PizzaStoner: No, it’s just the one.
me: Oh, ok.
PizzaStoner: It’s actually the same bread we use for the cinnastix.
PizzaStoner: It just has our 2 cheese and herb blend on it instead.
me: Ok.
PizzaStoner: And the cinnastix of course have the cinnamon and sugar
PizzaStoner: just sprinkled over them,
PizzaStoner: . . .which is like a whole other flavor than the cheesy bread.
me: um, ok . . .
PizzaStoner: Plus, the cheese is heavier than the sugar and cinnamon,
PizzaStoner: so it feels like more.
PizzaStoner: It really is a totally different experience.
me: o-k . . . so what kind of sauces can I get?
PizzaStoner: Well, the cinnastix come with the delicious sweet sauce.
me: And what about other sauces – like for the cheesy bread?
PizzaStoner: That comes with marinara.
me: Do you have any garlic sauce?
PizzaStoner: . . .
PizzaStoner: . . .
PizzaStoner: um . . .yeah, but that’s like more.
PizzaStoner: That’s an extra quarter.
PizzaStoner: Or fifty cents, or thirty-five cents or something.
PizzaStoner: I think that costs extra.
me: Ok, I’d like two garlic sauces and an extra marinara.
PizzaStoner: What?
me: Two garlic and two marinara total.
PizzaStoner: The garlic sauces are gonna cost extra.

At this point I’m hearing Billy Bob Thornton’s voice in my head from Bad Santa – “Are you fuckin with me kid?!”.

Then when he comes to the door, he needs my credit card to run through on a receipt. Only, instead of a machine or carbon paper, he puts the card against the doorframe, places the receipt over it and proceeds to rub it with a dollar bill. To address the strangeness of his actions, he holds up the dollar and says, “These work real good because they’re never clean. They dirt always leaves marks.”
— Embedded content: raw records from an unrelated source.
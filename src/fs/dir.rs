use fatfs::{Dir, DirIter};
use log::debug;
use serde::{Deserialize, Serialize};

use super::Volume;
use crate::{Result, SdBenchError};

#[derive(Debug, Clone, Copy, PartialEq, Eq, Serialize, Deserialize)]
pub enum EntryKind {
    File,
    Dir,
}

/// One directory entry as reported by a listing
#[derive(Debug, Clone, PartialEq, Eq, Serialize, Deserialize)]
pub struct DirEntryInfo {
    pub name: String,
    pub kind: EntryKind,
    /// Size in bytes; zero for directories
    pub size: u64,
}

/// Open directory being enumerated; released on drop
pub struct DirHandle<'a, 'd> {
    path: String,
    iter: DirIter<'a, Volume<'d>>,
}

impl<'a, 'd> DirHandle<'a, 'd> {
    pub(crate) fn new(path: &str, dir: Dir<'a, Volume<'d>>) -> Self {
        Self {
            path: path.to_string(),
            iter: dir.iter(),
        }
    }

    pub fn path(&self) -> &str {
        &self.path
    }

    /// Next entry, or `None` at the end of the directory
    pub fn read_entry(&mut self) -> Result<Option<DirEntryInfo>> {
        loop {
            let entry = match self.iter.next() {
                None => return Ok(None),
                Some(entry) => entry.map_err(|source| SdBenchError::ReadDir {
                    path: self.path.clone(),
                    source,
                })?,
            };
            let name = entry.file_name();
            if name == "." || name == ".." {
                continue;
            }
            let (kind, size) = if entry.is_dir() {
                (EntryKind::Dir, 0)
            } else {
                (EntryKind::File, entry.len())
            };
            return Ok(Some(DirEntryInfo { name, kind, size }));
        }
    }
}

impl Drop for DirHandle<'_, '_> {
    fn drop(&mut self) {
        debug!("closed dir {}", self.path);
    }
}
I’m gonna make a guess here and say that this is not standard Domino’s procedure when taking credit card orders. I’d even go so far as to venture that Space Ace just didn’t have it together enough to remember to grab whatever it is they need to use for credit cards.

Hmm.

I’m actually wondering if he even works at Domino’s. There’s every possibility that he was just voted least stoned by his buddies and was elected to go pick up pizza. Why didn’t they just order by phone themselves? Who knows? Maybe the concept of a phone call was just a bit much to deal with by that point. (“Man, there’s like, a guy talking to me right now and his isn’t even *here*. But his voice, his *voice* is just right here in the *phone*, and that is FREAKING me out right now. You’re gonna have to go order the pizza there.)
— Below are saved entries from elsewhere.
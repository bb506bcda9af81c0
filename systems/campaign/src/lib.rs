#![deny(
    unsafe_code,
    missing_docs,
    dead_code,
    unused_results,
    non_snake_case,
    unreachable_pub
)]

//! Play flow that enters, resumes and grows sectors.
//!
//! The campaign glues the world to its storage: it decides whether a sector
//! starts fresh or resumes from its save slot, retires saves written by
//! incompatible builds, recovers from corrupt saves and keeps the stored grid
//! in step with every change.

use sector_atlas_core::{
    Command, EntityRegistry, Event, Notice, SaveSlotId, SectorId, TileGenerator,
};
use sector_atlas_system_persistence::{
    self as persistence, PersistenceError, SaveSlots, SectorStore,
};
use sector_atlas_world::{apply, expand, load_sector_map, query, ExpansionCollaborators, World};
use thiserror::Error;
use tracing::{debug, info, warn};

/// Failures that abort the play flow.
#[derive(Debug, Error)]
pub enum CampaignError {
    /// The sector does not exist in the world.
    #[error("sector {} does not exist", .0.get())]
    UnknownSector(SectorId),
    /// No sector is being played.
    #[error("no sector is being played")]
    NoActiveSector,
    /// A new save slot could not be created.
    #[error("failed to create a save for the sector")]
    CreateSave(#[source] PersistenceError),
    /// The active sector's save could not be overwritten.
    #[error("failed to write the sector save")]
    WriteSave(#[source] PersistenceError),
    /// A stale save could not be removed.
    #[error("failed to remove a stale save")]
    DeleteSave(#[source] PersistenceError),
    /// The sector grid could not be written to its store.
    #[error("failed to persist the sector grid")]
    PersistGrid(#[source] PersistenceError),
    /// The save kept failing to load after being replaced.
    #[error("failed to load the sector save")]
    LoadSave(#[source] PersistenceError),
}

/// How a sector was entered.
#[derive(Clone, Copy, Debug, PartialEq, Eq)]
pub enum PlayOutcome {
    /// A fresh map was generated and a new save created.
    Started,
    /// The sector's existing save was loaded.
    Resumed,
}

/// Collaborators the play flow reads and mutates.
pub struct CampaignContext<'a> {
    /// Authoritative world state.
    pub world: &'a mut World,
    /// Per-sector map saves.
    pub slots: &'a mut dyn SaveSlots,
    /// Store of the sector grid.
    pub store: &'a mut dyn SectorStore,
    /// Terrain source for fresh maps.
    pub generator: &'a dyn TileGenerator,
}

/// Enters the sector, resuming its save when one is usable.
///
/// Saves written by a breaking build are deleted and reported with
/// [`Notice::OutdatedSave`]. A save that fails to load is deleted, reported
/// with [`Notice::CorruptSave`] and the sector is entered fresh instead; this
/// recovery happens at most once per call.
pub fn play_sector(
    ctx: &mut CampaignContext<'_>,
    sector: SectorId,
    out_events: &mut Vec<Event>,
) -> Result<PlayOutcome, CampaignError> {
    let mut recovered = false;
    loop {
        let slot = usable_slot(ctx, sector, out_events)?;
        let Some(slot) = slot else {
            start_fresh(ctx, sector, out_events)?;
            if recovered {
                out_events.push(Event::Notice(Notice::CorruptSave { sector }));
            }
            return Ok(PlayOutcome::Started);
        };

        match ctx.slots.load(slot, ctx.world, out_events) {
            Ok(()) => {
                enter(ctx.world, sector, out_events);
                info!(sector = sector.get(), slot = slot.get(), "sector resumed");
                return Ok(PlayOutcome::Resumed);
            }
            Err(error) if !recovered => {
                warn!(
                    sector = sector.get(),
                    slot = slot.get(),
                    %error,
                    "sector save is corrupt"
                );
                remove_save(ctx, sector, slot, out_events)?;
                recovered = true;
            }
            Err(error) => return Err(CampaignError::LoadSave(error)),
        }
    }
}

/// Grows the active sector and refreshes its save and the stored grid.
///
/// Returns `false` when the expansion was rejected.
pub fn expand_active(
    ctx: &mut CampaignContext<'_>,
    dx: i32,
    dy: i32,
    entities: &mut dyn EntityRegistry,
    out_events: &mut Vec<Event>,
) -> Result<bool, CampaignError> {
    let active = query::active_sector(ctx.world).ok_or(CampaignError::NoActiveSector)?;
    let (sector, slot) = (active.id(), active.save_slot());

    let mut collaborators = ExpansionCollaborators {
        generator: ctx.generator,
        entities,
    };
    if !expand(ctx.world, sector, dx, dy, &mut collaborators, out_events) {
        return Ok(false);
    }

    if let Some(slot) = slot {
        ctx.slots
            .save(slot, ctx.world)
            .map_err(CampaignError::WriteSave)?;
    }
    persistence::save(ctx.world, ctx.store).map_err(CampaignError::PersistGrid)?;
    Ok(true)
}

/// Name of the save slot created for a sector.
#[must_use]
pub fn save_name(world: &World, sector: SectorId) -> Option<String> {
    query::sector(world, sector).map(|record| format!("sector-{}", record.position().get()))
}

/// Returns the sector's save slot if it can be loaded by this build.
fn usable_slot(
    ctx: &mut CampaignContext<'_>,
    sector: SectorId,
    out_events: &mut Vec<Event>,
) -> Result<Option<SaveSlotId>, CampaignError> {
    let record = query::sector(ctx.world, sector).ok_or(CampaignError::UnknownSector(sector))?;
    let Some(slot) = record.save_slot().filter(|slot| ctx.slots.exists(*slot)) else {
        return Ok(None);
    };

    let config = query::config(ctx.world);
    match ctx.slots.build_version(slot) {
        Ok(build) if config.is_breaking_build(build) => {
            warn!(
                sector = sector.get(),
                build,
                "removing save written by an incompatible build"
            );
            remove_save(ctx, sector, slot, out_events)?;
            out_events.push(Event::Notice(Notice::OutdatedSave { sector }));
            Ok(None)
        }
        _ => Ok(Some(slot)),
    }
}

fn remove_save(
    ctx: &mut CampaignContext<'_>,
    sector: SectorId,
    slot: SaveSlotId,
    out_events: &mut Vec<Event>,
) -> Result<(), CampaignError> {
    match ctx.slots.delete(slot) {
        Ok(()) | Err(PersistenceError::MissingSlot(_)) => {}
        Err(error) => return Err(CampaignError::DeleteSave(error)),
    }
    apply(
        ctx.world,
        Command::AssignSaveSlot { sector, slot: None },
        out_events,
    );
    persistence::save(ctx.world, ctx.store).map_err(CampaignError::PersistGrid)
}

fn start_fresh(
    ctx: &mut CampaignContext<'_>,
    sector: SectorId,
    out_events: &mut Vec<Event>,
) -> Result<(), CampaignError> {
    let name = save_name(ctx.world, sector).ok_or(CampaignError::UnknownSector(sector))?;

    apply(ctx.world, Command::ResetMissions { sector }, out_events);
    let _ = load_sector_map(ctx.world, sector, ctx.generator, out_events);
    apply(
        ctx.world,
        Command::SetActiveSector {
            sector: Some(sector),
        },
        out_events,
    );
    apply(ctx.world, Command::StartSession, out_events);

    let slot = ctx
        .slots
        .add_save(&name, ctx.world)
        .map_err(CampaignError::CreateSave)?;
    apply(
        ctx.world,
        Command::AssignSaveSlot {
            sector,
            slot: Some(slot),
        },
        out_events,
    );
    persistence::save(ctx.world, ctx.store).map_err(CampaignError::PersistGrid)?;

    apply(ctx.world, Command::BeginMission { sector }, out_events);
    info!(sector = sector.get(), slot = slot.get(), %name, "sector started");
    Ok(())
}

fn enter(world: &mut World, sector: SectorId, out_events: &mut Vec<Event>) {
    apply(
        world,
        Command::SetActiveSector {
            sector: Some(sector),
        },
        out_events,
    );
    apply(world, Command::StartSession, out_events);
    apply(world, Command::BeginMission { sector }, out_events);
    debug!(sector = sector.get(), "sector entered");
}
He just happened to be standing alone at the counter when I called and thought he’d be helpful and answer phones. And make and deliver pizza. And obtain my credit card number. I’d be worried about identity theft if I thought he’d even remember where he was last night. Still, maybe I should check my statement for any recent purchases of “water pipes”.